Copy the records exactly. Every line must match.
--- LISTED RECORDS Enclosed Below ---
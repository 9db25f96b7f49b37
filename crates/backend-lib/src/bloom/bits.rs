//! Bit-array state behind the username filter
//!
//! INVARIANTS:
//! - No false negatives: once `insert(key)` ran, `contains(key)` is true
//! - FPR ~= (1 - e^(-kn/m))^k

use base64::{engine::general_purpose::STANDARD, Engine as _};
use bitvec::prelude::*;
use chrono::{DateTime, Utc};

use super::hashing::compute_hash_positions;

/// One complete filter state. Built off to the side during a rebuild and
/// then published as a whole.
#[derive(Clone, Debug)]
pub struct FilterBits {
    /// Byte `i` holds bits `8i..8i+7`, least significant first
    bits: BitVec<u8, Lsb0>,
    /// Number of hash functions (k)
    k: usize,
    /// Size in bits (m)
    m: usize,
    /// Number of insertions (n), duplicates included
    n: usize,
    last_updated: DateTime<Utc>,
}

impl FilterBits {
    /// `m` and `k` are raised to at least one
    pub fn new(m: usize, k: usize) -> Self {
        let (m, k) = (m.max(1), k.max(1));
        Self {
            bits: bitvec![u8, Lsb0; 0; m],
            k,
            m,
            n: 0,
            last_updated: Utc::now(),
        }
    }

    /// Build a filter holding every key in `keys`
    pub fn from_keys<I, S>(m: usize, k: usize, keys: I) -> Self
    where
        I: IntoIterator<Item = S>,
        S: AsRef<str>,
    {
        let mut bits = Self::new(m, k);
        for key in keys {
            bits.insert(key.as_ref());
        }
        bits
    }

    /// Set the k bits for `key`. Keys are expected to be normalized.
    pub fn insert(&mut self, key: &str) {
        for pos in compute_hash_positions(key.as_bytes(), self.k, self.m) {
            self.bits.set(pos, true);
        }
        self.n += 1;
        self.last_updated = Utc::now();
    }

    pub fn contains(&self, key: &str) -> bool {
        compute_hash_positions(key.as_bytes(), self.k, self.m)
            .iter()
            .all(|&pos| self.bits[pos])
    }

    pub fn bits_set(&self) -> usize {
        self.bits.count_ones()
    }

    pub fn size_bits(&self) -> usize {
        self.m
    }

    pub fn hash_count(&self) -> usize {
        self.k
    }

    pub fn item_count(&self) -> usize {
        self.n
    }

    pub fn last_updated(&self) -> DateTime<Utc> {
        self.last_updated
    }

    pub fn fill_ratio(&self) -> f64 {
        self.bits_set() as f64 / self.m as f64
    }

    /// Formula: FPR = (1 - e^(-kn/m))^k
    pub fn estimated_false_positive_rate(&self) -> f64 {
        false_positive_rate(self.m, self.n, self.k)
    }

    pub fn to_base64(&self) -> String {
        STANDARD.encode(self.bits.as_raw_slice())
    }
}

/// Expected false positive rate for m bits, n items, k hashes
pub fn false_positive_rate(m: usize, n: usize, k: usize) -> f64 {
    if m == 0 {
        return 1.0;
    }
    let exponent = -(k as f64) * (n as f64) / (m as f64);
    (1.0 - exponent.exp()).powi(k as i32)
}
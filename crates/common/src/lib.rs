// ================
// common/src/lib.rs
// ================
//! Common types and structures
//! shared between the identity server and its clients.
//! This module defines the JSON request/response bodies of the HTTP surface.

use chrono::{DateTime, Utc};
use serde::{Deserialize, Serialize};

/// Coarse strength bucket derived from a 0-100 score
#[derive(Serialize, Deserialize, Debug, Clone, Copy, PartialEq, Eq, PartialOrd, Ord)]
#[serde(rename_all = "lowercase")]
pub enum StrengthLevel {
    Weak,
    Fair,
    Good,
    Strong,
}

impl StrengthLevel {
    /// Bucket a clamped score: <40 weak, <60 fair, <80 good, else strong.
    pub fn from_score(score: u8) -> Self {
        match score {
            0..=39 => StrengthLevel::Weak,
            40..=59 => StrengthLevel::Fair,
            60..=79 => StrengthLevel::Good,
            _ => StrengthLevel::Strong,
        }
    }
}

/// Query string for a username availability check
#[derive(Serialize, Deserialize, Debug, Clone)]
pub struct UsernameQuery {
    pub username: String,
}

/// Answer to a username availability check
#[derive(Serialize, Deserialize, Debug, Clone, PartialEq, Eq)]
pub struct AvailabilityResponse {
    /// Whether the username can be registered right now
    pub available: bool,
    /// Human-readable explanation
    pub message: String,
    /// Alternatives, only populated when the name is taken
    #[serde(default)]
    pub suggestions: Vec<String>,
    /// Set when the authoritative store could not be consulted
    #[serde(default)]
    pub degraded: bool,
}

/// A freshly generated username
#[derive(Serialize, Deserialize, Debug, Clone)]
pub struct RandomUsernameResponse {
    pub username: String,
}

/// Password submitted for strength scoring
#[derive(Serialize, Deserialize, Debug, Clone)]
pub struct StrengthRequest {
    pub password: String,
}

/// Result of a password strength evaluation
#[derive(Serialize, Deserialize, Debug, Clone)]
pub struct StrengthResponse {
    pub valid: bool,
    pub score: u8,
    pub level: StrengthLevel,
    pub issues: Vec<String>,
    /// Findings that cost points without failing validation
    #[serde(default)]
    pub warnings: Vec<String>,
}

/// Registration request
#[derive(Serialize, Deserialize, Debug, Clone)]
pub struct RegisterRequest {
    pub username: String,
    pub password: String,
}

/// Registration outcome
#[derive(Serialize, Deserialize, Debug, Clone)]
pub struct RegisterResponse {
    /// Normalised (lower-cased) username as stored
    pub username: String,
    /// First-letter shard bucket, 1-26
    pub shard: u8,
    pub created_at: DateTime<Utc>,
}

/// Exported username filter for client-side pre-checks
///
/// `filter_data` is the base64 encoding of the bit array; byte `i` holds
/// bits `8i..8i+7`, least significant bit first.
#[derive(Serialize, Deserialize, Debug, Clone)]
pub struct BloomFilterData {
    pub filter_data: String,
    pub hash_count: usize,
    pub size: usize,
    pub item_count: usize,
    pub last_updated: DateTime<Utc>,
}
--- End of Enclosed LISTED RECORDS ---
* THE COMPLETED TASK *
repository 9db25f96b7f49b37
filename crates/backend-lib/src/bloom/bits.rs
//! Bit-array state behind the username filter
//!
//! INVARIANTS:
//! - No false negatives: once `insert(key)` ran, `contains(key)` is true
//! - FPR ~= (1 - e^(-kn/m))^k

use base64::{engine::general_purpose::STANDARD, Engine as _};
use bitvec::prelude::*;
use chrono::{DateTime, Utc};

use super::hashing::compute_hash_positions;

/// One complete filter state. Built off to the side during a rebuild and
/// then published as a whole.
#[derive(Clone, Debug)]
pub struct FilterBits {
    /// Byte `i` holds bits `8i..8i+7`, least significant first
    bits: BitVec<u8, Lsb0>,
    /// Number of hash functions (k)
    k: usize,
    /// Size in bits (m)
    m: usize,
    /// Number of insertions (n), duplicates included
    n: usize,
    last_updated: DateTime<Utc>,
}

impl FilterBits {
    /// `m` and `k` are raised to at least one
    pub fn new(m: usize, k: usize) -> Self {
        let (m, k) = (m.max(1), k.max(1));
        Self {
            bits: bitvec![u8, Lsb0; 0; m],
            k,
            m,
            n: 0,
            last_updated: Utc::now(),
        }
    }

    /// Build a filter holding every key in `keys`
    pub fn from_keys<I, S>(m: usize, k: usize, keys: I) -> Self
    where
        I: IntoIterator<Item = S>,
        S: AsRef<str>,
    {
        let mut bits = Self::new(m, k);
        for key in keys {
            bits.insert(key.as_ref());
        }
        bits
    }

    /// Set the k bits for `key`. Keys are expected to be normalized.
    pub fn insert(&mut self, key: &str) {
        for pos in compute_hash_positions(key.as_bytes(), self.k, self.m) {
            self.bits.set(pos, true);
        }
        self.n += 1;
        self.last_updated = Utc::now();
    }

    pub fn contains(&self, key: &str) -> bool {
        compute_hash_positions(key.as_bytes(), self.k, self.m)
            .iter()
            .all(|&pos| self.bits[pos])
    }

    pub fn bits_set(&self) -> usize {
        self.bits.count_ones()
    }

    pub fn size_bits(&self) -> usize {
        self.m
    }

    pub fn hash_count(&self) -> usize {
        self.k
    }

    pub fn item_count(&self) -> usize {
        self.n
    }

    pub fn last_updated(&self) -> DateTime<Utc> {
        self.last_updated
    }

    pub fn fill_ratio(&self) -> f64 {
        self.bits_set() as f64 / self.m as f64
    }

    /// Formula: FPR = (1 - e^(-kn/m))^k
    pub fn estimated_false_positive_rate(&self) -> f64 {
        false_positive_rate(self.m, self.n, self.k)
    }

    pub fn to_base64(&self) -> String {
        STANDARD.encode(self.bits.as_raw_slice())
    }
}

/// Expected false positive rate for m bits, n items, k hashes
pub fn false_positive_rate(m: usize, n: usize, k: usize) -> f64 {
    if m == 0 {
        return 1.0;
    }
    let exponent = -(k as f64) * (n as f64) / (m as f64);
    (1.0 - exponent.exp()).powi(k as i32)
}
filename crates/common/src/lib.rs
// ================
// common/src/lib.rs
// ================
//! Common types and structures
//! shared between the identity server and its clients.
//! This module defines the JSON request/response bodies of the HTTP surface.

use chrono::{DateTime, Utc};
use serde::{Deserialize, Serialize};

/// Coarse strength bucket derived from a 0-100 score
#[derive(Serialize, Deserialize, Debug, Clone, Copy, PartialEq, Eq, PartialOrd, Ord)]
#[serde(rename_all = "lowercase")]
pub enum StrengthLevel {
    Weak,
    Fair,
    Good,
    Strong,
}

impl StrengthLevel {
    /// Bucket a clamped score: <40 weak, <60 fair, <80 good, else strong.
    pub fn from_score(score: u8) -> Self {
        match score {
            0..=39 => StrengthLevel::Weak,
            40..=59 => StrengthLevel::Fair,
            60..=79 => StrengthLevel::Good,
            _ => StrengthLevel::Strong,
        }
    }
}

/// Query string for a username availability check
#[derive(Serialize, Deserialize, Debug, Clone)]
pub struct UsernameQuery {
    pub username: String,
}

/// Answer to a username availability check
#[derive(Serialize, Deserialize, Debug, Clone, PartialEq, Eq)]
pub struct AvailabilityResponse {
    /// Whether the username can be registered right now
    pub available: bool,
    /// Human-readable explanation
    pub message: String,
    /// Alternatives, only populated when the name is taken
    #[serde(default)]
    pub suggestions: Vec<String>,
    /// Set when the authoritative store could not be consulted
    #[serde(default)]
    pub degraded: bool,
}

/// A freshly generated username
#[derive(Serialize, Deserialize, Debug, Clone)]
pub struct RandomUsernameResponse {
    pub username: String,
}

/// Password submitted for strength scoring
#[derive(Serialize, Deserialize, Debug, Clone)]
pub struct StrengthRequest {
    pub password: String,
}

/// Result of a password strength evaluation
#[derive(Serialize, Deserialize, Debug, Clone)]
pub struct StrengthResponse {
    pub valid: bool,
    pub score: u8,
    pub level: StrengthLevel,
    pub issues: Vec<String>,
    /// Findings that cost points without failing validation
    #[serde(default)]
    pub warnings: Vec<String>,
}

/// Registration request
#[derive(Serialize, Deserialize, Debug, Clone)]
pub struct RegisterRequest {
    pub username: String,
    pub password: String,
}

/// Registration outcome
#[derive(Serialize, Deserialize, Debug, Clone)]
pub struct RegisterResponse {
    /// Normalised (lower-cased) username as stored
    pub username: String,
    /// First-letter shard bucket, 1-26
    pub shard: u8,
    pub created_at: DateTime<Utc>,
}

/// Exported username filter for client-side pre-checks
///
/// `filter_data` is the base64 encoding of the bit array; byte `i` holds
/// bits `8i..8i+7`, least significant bit first.
#[derive(Serialize, Deserialize, Debug, Clone)]
pub struct BloomFilterData {
    pub filter_data: String,
    pub hash_count: usize,
    pub size: usize,
    pub item_count: usize,
    pub last_updated: DateTime<Utc>,
}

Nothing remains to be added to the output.